To understand what the French meant by "aggressiveness" it is necessary to understand something of the dynamics of an automobile crash. We commonly think of the energy in a gallon of gasoline or diesel fuel as propelling the car forward. In fact, it is actually imparting a significant portion of that energy to the vehicle and its occupants in the form of momentum. In a crash, that energy is suddenly dissipated, often with horrible results.

One important engineering strategy for dealing with this energy is to let the vehicle's structure absorb as much as possible in the form of crush or crumple zones, usually in the front of the car. As the front of the car accordions together, much of the energy can be dissipated, reducing to a degree injury to the occupants, who hopefully are also restrained by seatbelts and now airbags.

Bradsher points out in his book that the trouble with nearly all SUVs is that they are extremely aggressive in their design. By this he doesn't mean how they look. It is how they are engineered and built that is the problem.

To better understand, next time you walk through a parking lot, notice how high the top of the hood is on your typical SUV compared to that of a common mid-size car. The problem is very apparent. There is a complete mismatch between sedan and the SUV. In most cases, the top hood of the SUV will be about the level of the window sill on the sedan.

While the height mismatch is obvious to even a casual observer, that is less apparent but of far more critical importance is what lies behind that snarling radiator, the frame of the SUV.

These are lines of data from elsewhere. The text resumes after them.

//! Credential broker (component D): resolves AWS credentials from one of
//! three sources (`driver`, `pod`, `secret`) and serializes them to the
//! per-volume write path so a Mountpoint process can pick them up after
//! the FUSE fd handoff.

mod driver;
mod files;
mod imds;
mod pod;
mod secret;

use std::collections::BTreeMap;
use std::path::PathBuf;

use kube::Client;
use tracing::instrument;

use crate::env::EnvironmentSet;
use crate::error::{MountError, Result};

pub use files::CREDENTIALS_DIR_MODE;
pub use pod::{parse_token_bundle, TokenBundle, TokenClaim, POD_IDENTITY_AUDIENCE, STS_AUDIENCE};

/// Which of the three credential sources a mount request asked for.
/// `unspecified` resolves to `Driver` (spec §3, "Credential Provide Context").
#[derive(Debug, Clone, Copy, PartialEq, Eq, Default)]
pub enum AuthenticationSource {
    #[default]
    Driver,
    Pod,
    Secret,
}

impl AuthenticationSource {
    pub fn parse(value: &str) -> Self {
        match value {
            "pod" => AuthenticationSource::Pod,
            "secret" => AuthenticationSource::Secret,
            _ => AuthenticationSource::Driver,
        }
    }
}

/// Which mounter produced the artifacts a [`CleanupContext`] is responsible
/// for removing. Carried for parity with the data model; cleanup's prefix
/// match covers both mounters' file naming identically.
#[derive(Debug, Clone, Copy, PartialEq, Eq)]
pub enum MountKind {
    Pod,
    Service,
}

/// A single mount request's authentication inputs (spec §3, "Credential
/// Provide Context").
#[derive(Debug, Clone, Default)]
pub struct ProvideContext {
    pub write_dir: PathBuf,
    pub view_dir: PathBuf,
    pub pod_uid: String,
    pub volume_id: String,
    pub auth_source: AuthenticationSource,
    pub workload_namespace: Option<String>,
    pub service_account_name: Option<String>,
    /// Raw JSON service-account token bundle, as handed down from the CSI
    /// layer's volume context; parsed by [`pod::provide`] via
    /// [`parse_token_bundle`].
    pub service_account_tokens: String,
    pub workload_role_arn: Option<String>,
    pub sts_region_override: Option<String>,
    pub bucket_region: Option<String>,
    pub container_credentials_uri: Option<String>,
    pub static_secret: Option<BTreeMap<String, String>>,
}

/// A single mount request's teardown inputs (spec §3, "Credential Cleanup
/// Context").
#[derive(Debug, Clone)]
pub struct CleanupContext {
    pub write_dir: PathBuf,
    pub pod_uid: String,
    pub volume_id: String,
    pub mount_kind: MountKind,
}

/// Resolves and materializes credentials for one mount request, dispatching
/// on `ctx.auth_source` (spec §4.D). `client` is required (and used) only
/// for the `pod` source's service-account annotation lookup.
#[instrument(level = "debug", skip(ctx, client), fields(pod_uid = %ctx.pod_uid, volume_id = %ctx.volume_id))]
pub async fn provide(ctx: &ProvideContext, client: Option<&Client>) -> Result<(EnvironmentSet, AuthenticationSource)> {
    let prefix = files::prefix(&ctx.pod_uid, &ctx.volume_id);
    let env = match ctx.auth_source {
        AuthenticationSource::Driver => driver::provide(&ctx.write_dir, &prefix)?,
        AuthenticationSource::Secret => {
            let secret = ctx
                .static_secret
                .as_ref()
                .ok_or_else(|| MountError::invalid_input("credentials.provide", "secret authentication source requires a secret map"))?;
            secret::provide(secret)?
        }
        AuthenticationSource::Pod => {
            let client = client
                .ok_or_else(|| MountError::internal("credentials.provide", "pod authentication source requires a Kubernetes client"))?;
            pod::provide(
                client,
                &ctx.write_dir,
                &prefix,
                ctx.workload_namespace.as_deref(),
                ctx.service_account_name.as_deref(),
                &ctx.service_account_tokens,
                ctx.workload_role_arn.as_deref(),
                ctx.sts_region_override.as_deref(),
                ctx.bucket_region.as_deref(),
                ctx.container_credentials_uri.as_deref(),
            )
            .await?
        }
    };
    Ok((env, ctx.auth_source))
}

/// Removes every credential artifact written for one `(pod, volume)` pair,
/// including STS/pod-identity token files (their names share the same
/// prefix). Missing files are not an error (spec §4.D, `Cleanup`).
#[instrument(level = "debug", skip(ctx), fields(pod_uid = %ctx.pod_uid, volume_id = %ctx.volume_id))]
pub fn cleanup(ctx: &CleanupContext) -> Result<()> {
    let prefix = files::prefix(&ctx.pod_uid, &ctx.volume_id);
    files::remove_all_with_prefix(&ctx.write_dir, &prefix)
}

#[cfg(test)]
mod test {
    use super::*;

    #[tokio::test]
    async fn unspecified_auth_source_defaults_to_driver() {
        assert_eq!(AuthenticationSource::parse("unspecified"), AuthenticationSource::Driver);
        assert_eq!(AuthenticationSource::parse(""), AuthenticationSource::Driver);
        assert_eq!(AuthenticationSource::parse("pod"), AuthenticationSource::Pod);
    }

    #[tokio::test]
    async fn secret_source_without_secret_map_is_invalid_argument() {
        let ctx = ProvideContext { auth_source: AuthenticationSource::Secret, ..Default::default() };
        let err = provide(&ctx, None).await.unwrap_err();
        assert_eq!(err.kind, crate::error::ErrorKind::InvalidInput);
    }

    #[test]
    fn cleanup_on_missing_directory_is_not_an_error() {
        let ctx = CleanupContext {
            write_dir: PathBuf::from("/nonexistent/dir/for/sure"),
            pod_uid: "pod1".to_string(),
            volume_id: "vol1".to_string(),
            mount_kind: MountKind::Pod,
        };
        cleanup(&ctx).unwrap();
    }
}
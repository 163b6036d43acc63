#![doc = "airtable-sync-core: core logic library for airtable-sync."]

//! This crate holds everything that is not CLI glue: the record model, the
//! field normaliser, the Airtable client, the CSV writer and the pipeline that
//! ties them together.
//!
//! # Usage
//! Build a [`config::SyncJob`] (or take one from [`presets`]), pick a
//! [`contract::RecordSource`] and call [`synchronise::synchronise`].

pub mod config;
pub mod contract;
pub mod error;
pub mod fetch;
pub mod normalize;
pub mod presets;
pub mod schema;
pub mod summary;
pub mod synchronise;
pub mod value;
pub mod write;

pub use error::SyncError;
//! Console output for a sync run. Presentation only.

use airtable_sync_core::summary::TableSummary;
use airtable_sync_core::synchronise::{SyncReport, TableReport};
use chrono::Local;

const RULE_WIDTH: usize = 50;

fn now() -> String {
    Local::now().format("%Y-%m-%d %H:%M:%S").to_string()
}

pub fn format_banner(job: &str) -> String {
    let rule = "=".repeat(RULE_WIDTH);
    format!(
        "{rule}\n{} SYNC\n{rule}\nStarted: {}\n",
        job.to_uppercase(),
        now()
    )
}

pub fn format_report(report: &SyncReport) -> String {
    let thin = "-".repeat(RULE_WIDTH);
    let mut lines = vec![thin.clone(), "SYNC COMPLETE".to_string(), thin];
    for table in &report.tables {
        lines.extend(table_lines(table));
    }
    lines.push(format!("  Time:    {}", now()));
    lines.push("=".repeat(RULE_WIDTH));
    lines.join("\n")
}

fn table_lines(table: &TableReport) -> Vec<String> {
    let mut lines = vec![
        format!("  [{}]", table.table),
        format!("  Records: {}", table.records),
        format!("  Columns: {}", table.columns),
        format!("  Output:  {}", table.output_path.display()),
    ];
    lines.extend(summary_lines(&table.summary));
    lines
}

fn summary_lines(summary: &TableSummary) -> Vec<String> {
    let range = summary
        .date_range
        .iter()
        .map(|range| format!("  Date Range: {} to {}", range.first, range.last));
    let distributions = summary.distributions.iter().map(|distribution| {
        let counts = distribution
            .counts
            .iter()
            .map(|(key, count)| format!("{key}: {count}"))
            .collect::<Vec<_>>()
            .join(", ");
        format!("  {}: {{{}}}", distribution.label, counts)
    });
    range.chain(distributions).collect()
}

Unlike modern cars, which are now built using a unibody construction method that retains only the vestigial remains of a frame, the vast majority of SUVs today are still built on top of a keel of twin steel beams joined by equally strong cross-members. While this makes for an extremely rugged and durable structure on which to mount the vehicle chassis, it also poses a serious safety issue because it just doesn't crush all that well.

It is the combination of height and ridged structure that makes the SUV such an aggressive killer. Surprisingly, this fact came out in a study commissioned by the Motor Vehicle Manufacturer's Association in 1984 to counter a study by the AAA that looked at the issue of weight disparity between heavy trucks and cars.

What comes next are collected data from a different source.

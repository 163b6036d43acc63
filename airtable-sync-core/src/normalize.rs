//! Record → row flattening.

use tracing::debug;

use crate::contract::RemoteRecord;
use crate::schema::{ColumnSource, ColumnSpec};
use crate::value::{Cell, FieldValue};

/// A record flattened onto a fixed column list.
///
/// Always holds exactly the declared columns, in declared order.
#[derive(Debug, Clone, PartialEq)]
pub struct Row {
    entries: Vec<(String, Cell)>,
}

impl Row {
    pub fn columns(&self) -> impl Iterator<Item = &str> {
        self.entries.iter().map(|(name, _)| name.as_str())
    }

    pub fn cells(&self) -> impl Iterator<Item = &Cell> {
        self.entries.iter().map(|(_, cell)| cell)
    }

    pub fn get(&self, column: &str) -> Option<&Cell> {
        self.entries
            .iter()
            .find(|(name, _)| name == column)
            .map(|(_, cell)| cell)
    }

    pub fn len(&self) -> usize {
        self.entries.len()
    }

    pub fn is_empty(&self) -> bool {
        self.entries.is_empty()
    }

    /// Rendered cells, ready for a CSV writer.
    pub fn to_record(&self) -> Vec<String> {
        self.cells().map(ToString::to_string).collect()
    }
}

pub fn normalize_record(record: &RemoteRecord, columns: &[ColumnSpec]) -> Row {
    let entries = columns
        .iter()
        .map(|column| {
            let cell = match &column.source {
                ColumnSource::RecordId => Cell::Text(record.id.clone()),
                ColumnSource::Field(field) => FieldValue::classify(record.fields.get(field))
                    .extract(&column.default.cell()),
            };
            (column.name.clone(), cell)
        })
        .collect();
    Row { entries }
}

/// Normalise every record, preserving fetch order.
pub fn normalize_all(records: &[RemoteRecord], columns: &[ColumnSpec]) -> Vec<Row> {
    let rows: Vec<Row> = records
        .iter()
        .map(|record| normalize_record(record, columns))
        .collect();
    debug!(rows = rows.len(), columns = columns.len(), "Normalised records");
    rows
}

#[cfg(test)]
mod tests {
    use super::*;
    use crate::schema::ColumnDefault;
    use serde_json::{json, Value};

    fn record(id: &str, fields: Value) -> RemoteRecord {
        RemoteRecord {
            id: id.to_string(),
            created_time: None,
            fields: fields.as_object().cloned().unwrap_or_default(),
        }
    }

    fn columns() -> Vec<ColumnSpec> {
        vec![
            ColumnSpec::record_id("Record ID"),
            ColumnSpec::field("Title"),
            ColumnSpec::renamed("Priority", "Priority Link"),
            ColumnSpec::field("Is Summary?").with_default(ColumnDefault::False),
            ColumnSpec::field("Summary (AI)"),
        ]
    }

    #[test]
    fn row_has_exactly_the_declared_columns_for_any_field_mix() {
        let shapes = [
            json!({}),
            json!({"Title": "t", "Unrelated": 5}),
            json!({"Title": {"value": 1}, "Priority Link": ["a"], "Summary (AI)": {}}),
            json!({"Title": null, "Priority Link": [], "Is Summary?": true, "Extra": [1, 2]}),
            json!({"Summary (AI)": [{"value": "x"}, null], "Priority Link": {"nested": true}}),
        ];
        let expected: Vec<&str> = vec!["Record ID", "Title", "Priority", "Is Summary?", "Summary (AI)"];

        for (i, fields) in shapes.into_iter().enumerate() {
            let row = normalize_record(&record(&format!("rec{i}"), fields), &columns());
            assert_eq!(row.columns().collect::<Vec<_>>(), expected);
            assert_eq!(row.len(), expected.len());
        }
    }

    #[test]
    fn missing_fields_take_their_declared_default() {
        let row = normalize_record(&record("rec1", json!({})), &columns());
        assert_eq!(row.get("Record ID"), Some(&Cell::Text("rec1".into())));
        assert_eq!(row.get("Title"), Some(&Cell::empty()));
        assert_eq!(row.get("Is Summary?"), Some(&Cell::Bool(false)));
        assert_eq!(row.get("Summary (AI)"), Some(&Cell::empty()));
        assert_eq!(row.get("Not a column"), None);
    }

    #[test]
    fn renamed_column_reads_its_source_field() {
        let row = normalize_record(
            &record("rec2", json!({"Priority Link": ["Ship v1", "Hire"], "Priority": "ignored"})),
            &columns(),
        );
        assert_eq!(row.get("Priority"), Some(&Cell::Text("Ship v1, Hire".into())));
    }

    #[test]
    fn normalize_all_preserves_order() {
        let records = vec![
            record("recB", json!({"Title": "second"})),
            record("recA", json!({"Title": "first"})),
        ];
        let rows = normalize_all(&records, &columns());
        let ids: Vec<String> = rows.iter().map(|r| r.to_record()[0].clone()).collect();
        assert_eq!(ids, vec!["recB", "recA"]);
    }
}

While the later study argued that "weight was the dominate factor in injury rates…."

"... the study had another conclusion which, with hindsight should have attracted more attention. Pickup trucks and vans were punching deeper into car bodies during collisions than weight differences alone would have predicted. ‘In summary, the vehicle damage analysis generally supported the hypothesis that something other than vehicle weight was involved in light truck aggressiveness,' the report said. ‘That ‘something else' presumably includes structural factors such as frontal stiffness.'"

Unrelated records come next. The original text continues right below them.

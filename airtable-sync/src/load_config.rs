/// `load_config` module: builds the run configuration from the environment and,
/// optionally, a static YAML job file.
///
/// This module is the only place where environment variables and untrusted YAML
/// are read and mapped to the strongly-typed structs of `airtable-sync-core`.
///
/// # Responsibilities
/// - Read the API key (always from the environment, never from YAML)
/// - Bind the built-in presets to their base/table ids from the environment
/// - Parse YAML job files into [`SyncJob`]s with full column declarations
/// - Fail with clear diagnostics before any request is made
///
/// # Environment
/// - `AIRTABLE_API_KEY` (required), `AIRTABLE_ENDPOINT_URL` (optional)
/// - `entries`: `AIRTABLE_BASE_ID`, `AIRTABLE_TABLE_ID`
/// - `dincharya`: `DINCHARYA_BASE_ID`, `DINCHARYA_PRIORITIES_TABLE_ID`,
///   `DINCHARYA_TASKS_TABLE_ID`
///
/// # YAML schema
/// ```yaml
/// name: planner
/// output_dir: ./exports
/// base_id: appXXXXXXXX          # default for every table
/// tables:
///   - name: priorities
///     table_id: tblXXXXXXXX
///     output_file: priorities.csv   # defaults to <name>.csv
///     sort: Rank
///     columns:
///       - name: Record ID
///         record_id: true
///       - name: Title
///       - name: Priority
///         field: Priority Link
///       - name: Is Summary?
///         default: "false"
///     summary:
///       date_range: Due Date
///       distributions:
///         - column: Status
///           label: Statuses
///           order: by_key
/// ```
use anyhow::{Context, Result};
use airtable_sync_core::config::{AirtableConfig, SyncJob, TableExport};
use airtable_sync_core::presets::Preset;
use airtable_sync_core::schema::{ColumnDefault, ColumnSpec, TableSchema};
use airtable_sync_core::summary::{DistributionOrder, DistributionSpec, SummarySpec};
use serde::Deserialize;
use std::fs;
use std::path::{Path, PathBuf};
use tracing::{error, info};

pub const API_KEY_VAR: &str = "AIRTABLE_API_KEY";
pub const ENDPOINT_VAR: &str = "AIRTABLE_ENDPOINT_URL";
pub const ENTRIES_BASE_VAR: &str = "AIRTABLE_BASE_ID";
pub const ENTRIES_TABLE_VAR: &str = "AIRTABLE_TABLE_ID";
pub const DINCHARYA_BASE_VAR: &str = "DINCHARYA_BASE_ID";
pub const DINCHARYA_PRIORITIES_VAR: &str = "DINCHARYA_PRIORITIES_TABLE_ID";
pub const DINCHARYA_TASKS_VAR: &str = "DINCHARYA_TASKS_TABLE_ID";

/// Where the job layout comes from.
#[derive(Debug, Clone)]
pub enum JobSource {
    Preset(Preset),
    File(PathBuf),
}

#[derive(Debug)]
pub struct CliConfig {
    pub airtable: AirtableConfig,
    pub job: SyncJob,
}

#[derive(Debug, Deserialize)]
struct RawJob {
    name: Option<String>,
    output_dir: Option<PathBuf>,
    base_id: Option<String>,
    tables: Vec<RawTable>,
}

#[derive(Debug, Deserialize)]
struct RawTable {
    name: String,
    base_id: Option<String>,
    table_id: String,
    output_file: Option<String>,
    sort: Option<String>,
    columns: Vec<RawColumn>,
    #[serde(default)]
    summary: RawSummary,
}

#[derive(Debug, Deserialize)]
struct RawColumn {
    name: String,
    field: Option<String>,
    #[serde(default)]
    record_id: bool,
    #[serde(default)]
    default: RawDefault,
}

#[derive(Debug, Default, Deserialize)]
#[serde(rename_all = "lowercase")]
enum RawDefault {
    #[default]
    Empty,
    False,
}

#[derive(Debug, Default, Deserialize)]
struct RawSummary {
    date_range: Option<String>,
    #[serde(default)]
    distributions: Vec<RawDistribution>,
}

#[derive(Debug, Deserialize)]
struct RawDistribution {
    column: String,
    label: Option<String>,
    #[serde(default)]
    order: RawOrder,
}

#[derive(Debug, Default, Deserialize)]
#[serde(rename_all = "snake_case")]
enum RawOrder {
    #[default]
    ByCount,
    ByKey,
}

/// Build the full run configuration.
///
/// `output_dir` overrides whatever the job declares; without either, files land
/// in the current directory.
pub fn load_config(source: &JobSource, output_dir: Option<PathBuf>) -> Result<CliConfig> {
    let airtable = airtable_config_from_env()?;
    airtable.trace_loaded();

    let mut job = match source {
        JobSource::Preset(preset) => preset_job(*preset)?,
        JobSource::File(path) => load_job_file(path)?,
    };
    if let Some(dir) = output_dir {
        info!(output_dir = %dir.display(), "Output directory overridden from command line");
        job.output_dir = dir;
    }
    job.trace_loaded();

    Ok(CliConfig { airtable, job })
}

pub fn airtable_config_from_env() -> Result<AirtableConfig> {
    let api_key = require_env(API_KEY_VAR)?;
    let config = match std::env::var(ENDPOINT_VAR) {
        Ok(endpoint) if !endpoint.trim().is_empty() => {
            info!(endpoint = %endpoint, "Using Airtable endpoint from env");
            AirtableConfig::new(api_key).with_endpoint(endpoint)
        }
        _ => AirtableConfig::new(api_key),
    };
    Ok(config)
}

/// Bind a built-in preset to the base/table ids in the environment.
pub fn preset_job(preset: Preset) -> Result<SyncJob> {
    let tables = match preset {
        Preset::Entries => {
            let base_id = require_env(ENTRIES_BASE_VAR)?;
            let table_id = require_env(ENTRIES_TABLE_VAR)?;
            bind(&base_id, vec![table_id], preset.schemas())
        }
        Preset::DinCharya => {
            let base_id = require_env(DINCHARYA_BASE_VAR)?;
            let priorities = require_env(DINCHARYA_PRIORITIES_VAR)?;
            let tasks = require_env(DINCHARYA_TASKS_VAR)?;
            bind(&base_id, vec![priorities, tasks], preset.schemas())
        }
    };
    info!(preset = preset.name(), tables = tables.len(), "Bound preset to environment");

    Ok(SyncJob {
        name: preset.name().to_string(),
        output_dir: PathBuf::from("."),
        tables,
    })
}

fn bind(base_id: &str, table_ids: Vec<String>, schemas: Vec<TableSchema>) -> Vec<TableExport> {
    table_ids
        .into_iter()
        .zip(schemas)
        .map(|(table_id, schema)| TableExport {
            base_id: base_id.to_string(),
            table_id,
            schema,
        })
        .collect()
}

/// Parse a YAML job file.
pub fn load_job_file<P: AsRef<Path>>(path: P) -> Result<SyncJob> {
    let path_ref = path.as_ref();
    info!(config_path = ?path_ref, "Loading job configuration from file");

    let content = match fs::read_to_string(path_ref) {
        Ok(content) => {
            info!(config_path = ?path_ref, "Config file read successfully");
            content
        }
        Err(e) => {
            error!(error = ?e, config_path = ?path_ref, "Failed to read config file");
            return Err(anyhow::anyhow!(
                "Failed to read config file {:?}: {}",
                path_ref,
                e
            ));
        }
    };

    let raw: RawJob = match serde_yaml::from_str(&content) {
        Ok(raw) => {
            info!(config_path = ?path_ref, "Parsed config YAML successfully");
            raw
        }
        Err(e) => {
            error!(error = ?e, config_path = ?path_ref, "Failed to parse config YAML");
            return Err(anyhow::anyhow!("Failed to parse config YAML: {e}"));
        }
    };

    let name = raw.name.unwrap_or_else(|| {
        path_ref
            .file_stem()
            .map(|s| s.to_string_lossy().into_owned())
            .unwrap_or_else(|| "custom".to_string())
    });
    let default_base = raw.base_id.or_else(|| std::env::var(ENTRIES_BASE_VAR).ok());

    let tables = raw
        .tables
        .into_iter()
        .map(|table| table_export(table, default_base.as_deref()))
        .collect::<Result<Vec<_>>>()
        .with_context(|| format!("Invalid table declaration in {}", path_ref.display()))?;

    Ok(SyncJob {
        name,
        output_dir: raw.output_dir.unwrap_or_else(|| PathBuf::from(".")),
        tables,
    })
}

fn table_export(raw: RawTable, default_base: Option<&str>) -> Result<TableExport> {
    let base_id = match raw.base_id.as_deref().or(default_base) {
        Some(base_id) => base_id.to_string(),
        None => {
            error!(table = %raw.name, "No base_id for table");
            anyhow::bail!(
                "table '{}' has no base_id (set it on the table, at the top level, or via {})",
                raw.name,
                ENTRIES_BASE_VAR
            );
        }
    };
    if raw.columns.is_empty() {
        anyhow::bail!("table '{}' declares no columns", raw.name);
    }

    let columns = raw
        .columns
        .into_iter()
        .map(|column| {
            let spec = if column.record_id {
                ColumnSpec::record_id(&column.name)
            } else {
                ColumnSpec::renamed(&column.name, column.field.as_deref().unwrap_or(&column.name))
            };
            spec.with_default(match column.default {
                RawDefault::Empty => ColumnDefault::Empty,
                RawDefault::False => ColumnDefault::False,
            })
        })
        .collect();

    let summary = SummarySpec {
        date_range: raw.summary.date_range,
        distributions: raw
            .summary
            .distributions
            .into_iter()
            .map(|d| DistributionSpec {
                label: d.label.unwrap_or_else(|| d.column.clone()),
                column: d.column,
                order: match d.order {
                    RawOrder::ByCount => DistributionOrder::ByCount,
                    RawOrder::ByKey => DistributionOrder::ByKey,
                },
            })
            .collect(),
    };

    info!(table = %raw.name, table_id = %raw.table_id, "Parsed table from config");
    Ok(TableExport {
        base_id,
        table_id: raw.table_id,
        schema: TableSchema {
            output_file: raw.output_file.unwrap_or_else(|| format!("{}.csv", raw.name)),
            name: raw.name,
            sort: raw.sort,
            columns,
            summary,
        },
    })
}

fn require_env(var: &str) -> Result<String> {
    match std::env::var(var) {
        Ok(value) if !value.trim().is_empty() => Ok(value),
        Ok(_) => {
            error!(var, "Environment variable is empty");
            anyhow::bail!("{var} environment variable is empty")
        }
        Err(e) => {
            error!(error = ?e, var, "Environment variable not set");
            anyhow::bail!("{var} environment variable not set: {e}")
        }
    }
}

This conclusion was supported just two years later by NHTSA in January 1986. This federal agency concluded after dozens of crash tests smashing standard crash barriers using bumpers at different heights into the side of VW Rabbits that, "there appeared to be more potential benefit in altering the front end characteristics of the striking vehicle than in modifying the side of the struck vehicle."

They reached this conclusion after discovering that by lowering the hood height of the striking vehicle, they could significantly reduce the level of injury to potential occupants in the VW Rabbit. In fact, the change was so dramatic that it "dropped the risk of serious chest injuries to a mere 11 percent, compared with 97 percent for the standard car hood. "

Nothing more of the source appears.